Whether you embrace turning up the heat or
dialing it down,
hot sauce can be that secret ingredient to add extra warmth to your
meals.
Dan T’s is a Canadian company that blends Old World and New World flavours in its
sauces, an innovative approach to help make them more
accessible and show there’s a lot more to hot sauce than just mild, medium and
hot.
“I’m actually like most people in that I don’t like
to be blasted with unbridled heat, nor nasally assaulted with great wafts of vinegar,” says Dan Taylor,
founder of Dan T’s. “While [our] sauces do run the gamut of heat levels, from mildly warm to really hot, they
all pride themselves in their unique flavour and balance of heat.”
Taylor began creating the hot-sauce varieties through a series of kitchen trials while
he was attending university. It didn’t take long for his passion for food to extend beyond the kitchen. In
1992, he founded Dan T’s, a company that prides itself on its wide range of sauces that appeal to even the
most timid palates. Paradiso is a line of chipotle pepper sauces, which are milder and sweeter, and Inferno
is a line of cayenne pepper sauces, which are spicier and more robust.
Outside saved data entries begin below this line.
use base64::Engine;
use serde::{Deserialize, Serialize};
use std::collections::HashMap;

use crate::error::BridgeResult;

/// Custom parameter carrying the call identifier on `start`
pub const CALL_ID_PARAMETER: &str = "callSid";

/// Envelope received on the call-audio stream
#[derive(Debug, Clone, PartialEq, Serialize, Deserialize)]
#[serde(tag = "event", rename_all = "lowercase")]
pub enum MediaEnvelope {
    Connected {
        #[serde(default)]
        protocol: Option<String>,
        #[serde(default)]
        version: Option<String>,
    },
    Start {
        #[serde(default)]
        start: StartMetadata,
        #[serde(rename = "streamSid", default)]
        stream_sid: Option<String>,
    },
    Media {
        media: MediaPayload,
    },
    Stop {
        #[serde(rename = "streamSid", default)]
        stream_sid: Option<String>,
    },
    Mark {
        #[serde(rename = "streamSid", default)]
        stream_sid: Option<String>,
    },
    #[serde(other)]
    Unknown,
}

impl MediaEnvelope {
    pub fn decode(text: &str) -> BridgeResult<Self> {
        Ok(serde_json::from_str(text)?)
    }
}

#[derive(Debug, Clone, Default, PartialEq, Serialize, Deserialize)]
#[serde(default, rename_all = "camelCase")]
pub struct StartMetadata {
    pub account_sid: Option<String>,
    pub call_sid: Option<String>,
    pub stream_sid: Option<String>,
    pub tracks: Vec<String>,
    pub custom_parameters: HashMap<String, String>,
}

impl StartMetadata {
    /// Call identifier from the stream's custom parameters, if present and non-empty
    pub fn custom_call_id(&self) -> Option<&str> {
        self.custom_parameters
            .get(CALL_ID_PARAMETER)
            .map(|value| value.trim())
            .filter(|value| !value.is_empty())
    }
}

/// Base64 μ-law audio (8kHz, mono)
#[derive(Debug, Clone, PartialEq, Serialize, Deserialize)]
pub struct MediaPayload {
    pub payload: String,
    #[serde(default)]
    pub track: Option<String>,
    #[serde(default)]
    pub chunk: Option<String>,
    #[serde(default)]
    pub timestamp: Option<String>,
}

impl MediaPayload {
    pub fn audio_bytes(&self) -> BridgeResult<Vec<u8>> {
        Ok(base64::engine::general_purpose::STANDARD.decode(&self.payload)?)
    }
}
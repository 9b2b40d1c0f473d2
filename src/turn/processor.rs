use serde::{Deserialize, Serialize};
use std::sync::Arc;
use tokio::sync::watch;
use tracing::{debug, info, warn};

use crate::reply::{ReplyOrchestrator, TurnCompleted};
use crate::session::{CallSession, SessionRegistry};
use crate::transcription::{EventSource, TranscriptionEvent};

/// Which `Turn` fragments are appended to the call transcript
#[derive(Debug, Clone, Copy, Default, PartialEq, Eq, Serialize, Deserialize)]
#[serde(rename_all = "snake_case")]
pub enum AccumulationMode {
    /// Every non-empty fragment, interim or final
    #[default]
    All,
    /// Only fragments carried by an end-of-turn event
    FinalOnly,
}

#[derive(Debug, Clone, Copy, PartialEq, Eq)]
pub enum TurnState {
    /// No turn in progress
    Idle,
    /// Backend session live, fragments for the current turn arriving
    Accumulating,
}

/// Whether the listening loop should keep going after an event
#[derive(Debug, Clone, Copy, PartialEq, Eq)]
pub enum TurnOutcome {
    Continue,
    Stop,
}

/// Why a listening loop ended
#[derive(Debug, Clone, PartialEq, Eq)]
pub enum ListenerExit {
    /// Backend sent `Termination`
    Terminated,
    /// Connection closed without `Termination`
    StreamClosed,
    ReceiveFailed(String),
}

/// Interprets transcription events for one media leg
pub struct TurnProcessor {
    registry: SessionRegistry,
    active_call: watch::Receiver<String>,
    orchestrator: Arc<ReplyOrchestrator>,
    mode: AccumulationMode,
    state: TurnState,
    session: Option<Arc<CallSession>>,
    turns_completed: usize,
}

impl TurnProcessor {
    pub fn new(
        registry: SessionRegistry,
        active_call: watch::Receiver<String>,
        orchestrator: Arc<ReplyOrchestrator>,
        mode: AccumulationMode,
    ) -> Self {
        Self {
            registry,
            active_call,
            orchestrator,
            mode,
            state: TurnState::Idle,
            session: None,
            turns_completed: 0,
        }
    }

    pub fn state(&self) -> TurnState {
        self.state
    }

    /// End-of-turn triggers handed to the reply queue so far
    pub fn turns_completed(&self) -> usize {
        self.turns_completed
    }

    /// Session for the leg's current call identifier (follows `start` updates)
    async fn session(&mut self) -> Option<Arc<CallSession>> {
        let call_id = self.active_call.borrow().clone();
        if call_id.is_empty() {
            return None;
        }

        match &self.session {
            Some(session) if session.call_id() == call_id => Some(Arc::clone(session)),
            _ => {
                let session = self.registry.get_or_create(&call_id).await;
                self.session = Some(Arc::clone(&session));
                Some(session)
            }
        }
    }

    pub async fn handle(&mut self, event: TranscriptionEvent) -> TurnOutcome {
        if let Some(session) = self.session().await {
            session.touch();
        }

        match event {
            TranscriptionEvent::Begin { id, .. } => {
                info!("Transcription session started: {}", id.unwrap_or_default());
                self.state = TurnState::Accumulating;
                TurnOutcome::Continue
            }
            TranscriptionEvent::Turn {
                transcript,
                end_of_turn,
                ..
            } => {
                self.handle_turn(transcript.trim(), end_of_turn).await;
                TurnOutcome::Continue
            }
            TranscriptionEvent::Termination {
                audio_duration_seconds,
                session_duration_seconds,
            } => {
                info!(
                    "Transcription termination (audio={:?}s, session={:?}s)",
                    audio_duration_seconds, session_duration_seconds
                );
                self.state = TurnState::Idle;
                TurnOutcome::Stop
            }
            TranscriptionEvent::Unknown => TurnOutcome::Continue,
        }
    }

    async fn handle_turn(&mut self, fragment: &str, end_of_turn: bool) {
        let Some(session) = self.session().await else {
            warn!("Turn event before the call identifier is known; dropping");
            return;
        };

        let keep = match self.mode {
            AccumulationMode::All => true,
            AccumulationMode::FinalOnly => end_of_turn,
        };
        if keep && !fragment.is_empty() {
            session.append_fragment(fragment).await;
            debug!("[TURN] {}", fragment);
        }
        self.state = TurnState::Accumulating;

        if end_of_turn {
            let turn = TurnCompleted {
                call_id: session.call_id().to_string(),
                transcript: session.transcript_text().await,
            };
            if session.reply_queue(&self.orchestrator).dispatch(turn) {
                self.turns_completed += 1;
            }
            self.state = TurnState::Idle;
        }
    }
}

/// Drive `processor` from `events` until termination, close or receive failure
pub async fn run_listener(
    mut events: Box<dyn EventSource>,
    mut processor: TurnProcessor,
) -> ListenerExit {
    loop {
        match events.receive_event().await {
            Ok(Some(event)) => {
                debug!("Transcription event: {}", event.kind());
                if processor.handle(event).await == TurnOutcome::Stop {
                    return ListenerExit::Terminated;
                }
            }
            Ok(None) => return ListenerExit::StreamClosed,
            Err(e) => {
                warn!("Transcription listener exiting: {}", e);
                return ListenerExit::ReceiveFailed(e.to_string());
            }
        }
    }
}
“Chipotle is a dried, smoked jalapeno pepper that has moderate heat and a wonderful
woody smoulder… It blends nicely with fruit flavours such as raspberry and orange, and even maple. The
Paradiso sauces are great when used as a finishing glaze for grilled meats,” he says, noting his favourite
sauce pairing is the Raspberry Chipotle with warm brie served on a baguette.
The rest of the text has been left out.